Barplots are useful for for conveying the size of each set/group.

ssvFeatureBars(olaps)

6.2 Pie chart

Pie charts are an alternative to barplots but are generally more difficult to interpret.

ssvFeaturePie(olaps)

6.3 Venn diagram

Venn diagrams show the number of items falling into each overlap category. At release, seqsetvis is limited to displaying 3 sets via venn diagram.
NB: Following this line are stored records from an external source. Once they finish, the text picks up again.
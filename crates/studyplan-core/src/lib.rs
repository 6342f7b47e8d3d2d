pub mod aggregate;
pub mod cli;
pub mod commands;
pub mod config;
pub mod datastore;
pub mod datetime;
pub mod error;
pub mod keyvalue;
pub mod lifecycle;
pub mod prefs;
pub mod query;
pub mod reminder;
pub mod render;
pub mod task;

use std::ffi::OsString;

use anyhow::Context;
use clap::Parser;
use tracing::{
  debug,
  info
};

#[tracing::instrument(skip_all)]
pub fn run(
  raw_args: Vec<OsString>
) -> anyhow::Result<()> {
  let cli =
    cli::GlobalCli::parse_from(raw_args);

  cli::init_tracing(
    cli.verbose,
    cli.quiet
  )?;

  info!(
    verbose = cli.verbose,
    quiet = cli.quiet,
    "starting studyplan CLI"
  );

  let mut cfg = config::Config::load(
    cli.config.as_deref()
  )?;
  cfg.apply_overrides(
    cli
      .rc_overrides
      .into_iter()
      .map(|kv| (kv.key, kv.value))
  )?;
  debug!(?cfg, "effective config");

  let data_dir =
    config::resolve_data_dir(
      &cfg,
      cli.data.as_deref()
    )
    .context(
      "failed to resolve data \
       directory"
    )?;

  let kv =
    keyvalue::FileKeyValueStore::open(
      &data_dir
    )
    .with_context(|| {
      format!(
        "failed to open data \
         directory at {}",
        data_dir.display()
      )
    })?;
  let mut store =
    datastore::TaskStore::load(kv);

  let mut renderer =
    render::Renderer::new(
      &cfg,
      cfg.timezone()
    );

  commands::dispatch(
    &mut store,
    &cfg,
    &mut renderer,
    cli.command,
    &reminder::SystemClock
  )?;

  info!("done");
  Ok(())
}
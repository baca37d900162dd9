//! Built-in globals installed on every new context.

pub mod weak_ref;

pub(crate) fn install(ctx: &crate::context::Context) {
    weak_ref::install(ctx);
}
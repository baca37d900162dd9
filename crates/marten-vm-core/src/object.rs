//! Script objects.

use indexmap::IndexMap;
use marten_vm_gc::{GcTraceable, tags};
use rustc_hash::FxHashMap;
use std::sync::Arc;

use crate::gc::HeapObject;
use crate::object_cell::ObjectCell;
use crate::value::Value;

/// A script object: ordered named properties plus hidden internal slots.
///
/// Hidden slots carry engine-internal state (weak-binding handles and the
/// like). They are invisible to property enumeration and deliberately not
/// traced, so a handle stored there never keeps its referent alive.
pub struct ScriptObject {
    properties: ObjectCell<IndexMap<Arc<str>, Value>>,
    hidden: ObjectCell<FxHashMap<&'static str, Value>>,
}

impl ScriptObject {
    /// Create an empty object
    pub fn new() -> Self {
        Self {
            properties: ObjectCell::new(IndexMap::new()),
            hidden: ObjectCell::new(FxHashMap::default()),
        }
    }

    /// Get a named property
    pub fn get(&self, key: &str) -> Option<Value> {
        self.properties.borrow().get(key).cloned()
    }

    /// Set a named property
    pub fn set(&self, key: impl Into<Arc<str>>, value: Value) {
        self.properties.borrow_mut().insert(key.into(), value);
    }

    /// Property names in insertion order
    pub fn own_keys(&self) -> Vec<Arc<str>> {
        self.properties.borrow().keys().cloned().collect()
    }

    /// Get a hidden internal slot
    pub fn get_hidden(&self, slot: &'static str) -> Option<Value> {
        self.hidden.borrow().get(slot).cloned()
    }

    /// Set a hidden internal slot
    pub fn set_hidden(&self, slot: &'static str, value: Value) {
        self.hidden.borrow_mut().insert(slot, value);
    }
}

impl Default for ScriptObject {
    fn default() -> Self {
        Self::new()
    }
}

impl HeapObject for ScriptObject {
    const TAG: u8 = tags::OBJECT;
}

impl GcTraceable for ScriptObject {
    const NEEDS_TRACE: bool = true;

    fn trace(&self, mark: &mut dyn FnMut(*const marten_vm_gc::GcHeader)) {
        // Hidden slots are intentionally skipped here.
        for value in self.properties.borrow().values() {
            if let Some(header) = value.gc_header() {
                mark(header);
            }
        }
    }
}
This will be increased in a future update.

ssvFeatureVenn(olaps)

6.4 Euler diagram

Often confused with Venn diagrams, Euler diagrams attempt to convey the size of each set and the degree to which the overlap with circles or ellipses of varying sizes. For data of any appreciable complexity, Euler diagrams are approximations by neccessity.

There is no hard limit to the number of sets seqsetvis can show in an Euler diagram but computation time increases rapidly along with the inaccuracy of approximation.

ssvFeatureEuler(olaps)

6.5 Binary Heatmap

An alternative to Venn/Euler diagrams, this “heatmap” contains one column per set and one row per item with item membership per set mapped to color. In this example black indicates TRUE for membership hence the top 2/3 is black for all three sets.

ssvFeatureBinaryHeatmap(olaps)

7 Visualization of genomic signal, ssvSignal*

The ssvSignal* family of functions all take as input continuous signal data mapped to the genome. This type of data is generally stored in bedGraph, wiggle, or bigWig format. At this time, seqsetvis directly supports the bigwig format and creating pileups from indexed .bam files.
This is accomplished via the ssvFetchBigwig() and ssvFetchBam() functions.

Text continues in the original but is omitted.